Die Entwicklung des JW ist auch an seiner Stimme erkennbar. In den letzten beiden Jahren hat sich JW mit den großen Bluessängern der 40er und 50er Jahre, wie Little Milton, Roy Brown, B.B. King oder Wynonie Harris, beschäftigt und gelernt, deren Phrasierungen zu verstehen. Und schließlich gibt es mit David 'Fathead' Newman einen Gast auf diesem Album, der als langjähriger Partner von Ray Charles die Geschichte afroamerikanischer Musik mit geschrieben hat.
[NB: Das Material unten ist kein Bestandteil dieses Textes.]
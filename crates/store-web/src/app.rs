//! Root component: owns the session, the toasts and the checkout flow.

use crate::components::{CatalogView, PaymentPanel, ToastStack};
use crate::config;
use crate::store::{SessionStore, ToastAction, ToastStore, ViewObserver};
use std::rc::Rc;
use store_core::{CheckoutFlow, PaymentMethod, Product, ProductCatalog, SessionAction};
use store_razorpay::{HttpOrderBackend, RazorpayGateway};
use tracing::{debug, error, info};
use wasm_bindgen_futures::spawn_local;
use yew::prelude::*;

type StoreCheckout = CheckoutFlow<HttpOrderBackend, RazorpayGateway>;

fn build_checkout() -> StoreCheckout {
    let razorpay = config::razorpay_config();
    info!(
        api = %razorpay.api_base_url,
        test_mode = razorpay.is_test_mode(),
        "Configuring checkout"
    );
    CheckoutFlow::new(
        razorpay.store_config(),
        HttpOrderBackend::from_config(&razorpay),
        RazorpayGateway::new(),
    )
}

fn load_catalog() -> ProductCatalog {
    ProductCatalog::builtin().unwrap_or_else(|e| {
        error!("Failed to load catalog: {}", e);
        ProductCatalog::default()
    })
}

#[function_component(App)]
pub fn app() -> Html {
    let session = use_reducer(SessionStore::default);
    let toasts = use_reducer(ToastStore::default);
    let catalog = use_memo((), |_| load_catalog());
    let checkout = use_memo((), |_| build_checkout());

    let on_select_product = {
        let dispatcher = session.dispatcher();
        Callback::from(move |product: Product| {
            debug!(product_id = product.id, "Product selected");
            dispatcher.dispatch(SessionAction::SelectProduct(product));
        })
    };

    let on_select_method = {
        let dispatcher = session.dispatcher();
        Callback::from(move |method: PaymentMethod| {
            dispatcher.dispatch(SessionAction::SelectMethod(method));
        })
    };

    let on_back = {
        let dispatcher = session.dispatcher();
        Callback::from(move |_: MouseEvent| dispatcher.dispatch(SessionAction::BackToCatalog))
    };

    let on_pay = {
        let checkout = Rc::clone(&checkout);
        let snapshot = session.0.clone();
        let observer = ViewObserver::new(session.dispatcher(), toasts.dispatcher());
        Callback::from(move |_: MouseEvent| {
            let checkout = Rc::clone(&checkout);
            let snapshot = snapshot.clone();
            let observer = observer.clone();
            spawn_local(async move {
                let outcome = checkout.run(&snapshot, &observer).await;
                debug!(?outcome, "Checkout settled");
            });
        })
    };

    let on_dismiss_toast = {
        let dispatcher = toasts.dispatcher();
        Callback::from(move |id: u64| dispatcher.dispatch(ToastAction::Dismiss(id)))
    };

    let content = match &session.0.selected_product {
        None => html! {
            <CatalogView
                store_name={checkout.config().store_name.clone()}
                catalog={Rc::clone(&catalog)}
                on_select={on_select_product}
            />
        },
        Some(product) => html! {
            <PaymentPanel
                product={product.clone()}
                selected_method={session.0.selected_method}
                status={session.0.status}
                {on_select_method}
                {on_pay}
                {on_back}
            />
        },
    };

    html! {
        <div class="min-h-screen bg-gray-50 p-4">
            { content }
            <ToastStack
                toasts={toasts.0.iter().cloned().collect::<Vec<_>>()}
                on_dismiss={on_dismiss_toast}
            />
        </div>
    }
}
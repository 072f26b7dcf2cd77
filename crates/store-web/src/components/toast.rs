//! Non-blocking notification stack.

use gloo_timers::callback::Timeout;
use store_core::{NotificationKind, Toast};
use yew::prelude::*;

/// How long a toast stays visible
pub const TOAST_TIMEOUT_MS: u32 = 4_000;

fn toast_classes(kind: NotificationKind) -> Classes {
    let palette = match kind {
        NotificationKind::Success => "bg-green-50 border-green-500 text-green-800",
        NotificationKind::Error => "bg-red-50 border-red-500 text-red-800",
    };
    classes!(
        "flex",
        "items-start",
        "justify-between",
        "gap-4",
        "border-l-4",
        "rounded-md",
        "shadow-lg",
        "px-4",
        "py-3",
        palette
    )
}

#[derive(Properties, PartialEq)]
pub struct ToastStackProps {
    pub toasts: Vec<Toast>,
    pub on_dismiss: Callback<u64>,
}

#[function_component(ToastStack)]
pub fn toast_stack(props: &ToastStackProps) -> Html {
    html! {
        <div class="fixed top-4 right-4 z-50 flex flex-col gap-3 w-80" role="status" aria-live="polite">
            { for props.toasts.iter().map(|toast| html! {
                <ToastItem
                    key={toast.id}
                    toast={toast.clone()}
                    on_dismiss={props.on_dismiss.clone()}
                />
            }) }
        </div>
    }
}

#[derive(Properties, PartialEq)]
pub struct ToastItemProps {
    pub toast: Toast,
    pub on_dismiss: Callback<u64>,
}

#[function_component(ToastItem)]
pub fn toast_item(props: &ToastItemProps) -> Html {
    let id = props.toast.id;

    {
        let on_dismiss = props.on_dismiss.clone();
        use_effect_with(id, move |id| {
            let id = *id;
            let timeout = Timeout::new(TOAST_TIMEOUT_MS, move || on_dismiss.emit(id));
            // Dropping the handle cancels the timer if the toast goes first.
            move || drop(timeout)
        });
    }

    let onclick = props.on_dismiss.reform(move |_: MouseEvent| id);
    let notification = &props.toast.notification;

    html! {
        <div class={toast_classes(notification.kind)}>
            <p class="text-sm font-medium">{ notification.message.clone() }</p>
            <button {onclick} class="text-sm opacity-60 hover:opacity-100" aria-label="Dismiss">
                { "×" }
            </button>
        </div>
    }
}

#[cfg(test)]
mod tests {
    use super::*;

    #[test]
    fn test_toast_palette() {
        assert!(toast_classes(NotificationKind::Success).contains("bg-green-50"));
        assert!(toast_classes(NotificationKind::Error).contains("text-red-800"));
    }
}
//! # Order Types
//!
//! Wire types exchanged with the store backend and the payment widget.

use serde::{Deserialize, Serialize};

/// Body of `POST /create-order`
#[derive(Debug, Clone, PartialEq, Eq, Serialize, Deserialize)]
pub struct CreateOrderRequest {
    /// Amount in whole rupees
    pub amount: u64,
}

/// Order token returned by `POST /create-order`
#[derive(Debug, Clone, PartialEq, Eq, Serialize, Deserialize)]
pub struct OrderToken {
    /// Provider order identifier (e.g., "order_N5x...")
    pub id: String,

    /// Amount the provider expects, in paise
    pub amount: u64,

    /// Currency code, if the backend echoes it
    #[serde(default, skip_serializing_if = "Option::is_none")]
    pub currency: Option<String>,
}

/// Signed confirmation handed to the widget's success handler.
///
/// Field names match the widget payload and the body of `POST /verify-payment`.
#[derive(Debug, Clone, PartialEq, Eq, Serialize, Deserialize)]
pub struct PaymentConfirmation {
    #[serde(rename = "razorpay_order_id")]
    pub order_id: String,

    #[serde(rename = "razorpay_payment_id")]
    pub payment_id: String,

    #[serde(rename = "razorpay_signature")]
    pub signature: String,
}

/// Response of `POST /verify-payment`
#[derive(Debug, Clone, Copy, PartialEq, Eq, Serialize, Deserialize)]
pub struct VerificationResponse {
    pub verified: bool,
}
Spätestens mit 'Kissing in 29 Days' hat sich JW freigeschwommen und mit seinem absolut zeitgemäßen Mix aus Tradition und Moderne seine eigene musikalische Sprache gefunden. Die Verquickung von R&B und Blues der frühen elektrischen Jahre mit den Sounds von heute, mit der Aggressivität des Rocks der Sechziger und dem Lebensgefühl seiner Generation lässt ihn aus der Masse seiner Altersgenossen, die über das Stadium der Imitation selten hinaus kommen, heraus ragen.

Reviews CCD 11089

This collection is garnered from the timeless fifties; the ego struttin’n’strollin’ musical
melting pot that is; The Blues, R’n’B, Jump’n’Jive & Blues Shoutin’.
The tracks are played with gusto verve, vim and vigour! The professionalism on
display here is second to none; the bands infectious tunes and dexterously changing
styles is backed up with a relentlessly lifting, razor sharp horn section that has the
legendary tenor sax player David 'Fathead' Newman lending a helping hand.

bluesart.at
June 2006
Brian Harman

For this release he adopts the big band blues sound of the late forties though to the sixties, with vintage B.B. a very welcome and very strong influence. (…) JW's guitar skills have never been in doubt, but note that his vocals on this set are very accomplished too. In short, this CD is well worth investigating.

Blues In The South
August 2006
Norman Darwen

Auf seiner mittlerweile vierten CD zeigt der Mittzwanziger aus Ottawa ein derart sattes und reifes Können, dass man gleich mehrere Hüte ziehen möchte. (…) Mit Sicherheit eine der Scheiben, die man auch aus einer größeren Sammlung immer wieder mal heraus zieht, um sie stets aufs Neue zu genießen.

global-mojo.com
Summer 2006
Mojo Mendiola

Mit ungelacktem Schwung bringen JW-Jones und seine Kumpels judendlich-frischen Swing in das sonst meist von 'alten Männern' konservierte Genre des Big City Rhythm'n'Blues. @ – erfreuliche Delikatesse: Delight

Schallplattenmann.de
05-2006
Bernhard Sauer

Big band R&B sound with the crack Wind Chill Factor Horns adding that extra bit of class. (…) 'Kissing In 29 Days' has set the bar pretty high, and marks the JW-Jones band as a force to be reckoned with.
Rating 8

Blues In Britain
Spring 2006
Gordon Baxter

Im Titelstück donnert die geballte Kraft der R&B-Horns hinter einem perlenden Boogie-Piano her, in „Games” treiben sie eine funky Orgel vorwärts, „Parasomnia” erinnert an Johnny Otis und bei „Way Too Late” sieht man sich in eine schummrige Bar versetzt und beobachtet eng tanzende Paare in der Mode von damals. Damit das Album kein zweiter Aufguss einstmals hipper Musik wird, versucht Jones seine eigene Handschrift mit einzubringen. Einerseits geschieht das durch immerhin elf Eigenkompositionen – die drei Covers stammen von Ray Charles, Little Milton und Jimmy McCracklin – andererseits durch seine Art, die Gitarre zu spielen. Die Agressivität des Sixties-Rock taucht darin ebenso sporadisch auf wie modernere Bluesvarianten. Als Ergebnis entstand eine zeitgemäße Mischung aus dem Rhythm'n'Blues und Blues der frühen elektrischen Jahre mit den Sounds von heute, für Jones ganz persönlich aber auch eine Art Neuanfang.

Blues News
Juli-September 2006, #46
Karl Leitner

Die CD liefert echte Partymusik und eine starke Gitarre von JW-Jones. Bereits die erste Nummer, gleichzeitig der Titel der CD, „Kissing in 29 Days”, reißt von den Sitzen, und so geht es nahezu ununterbrochen weiter.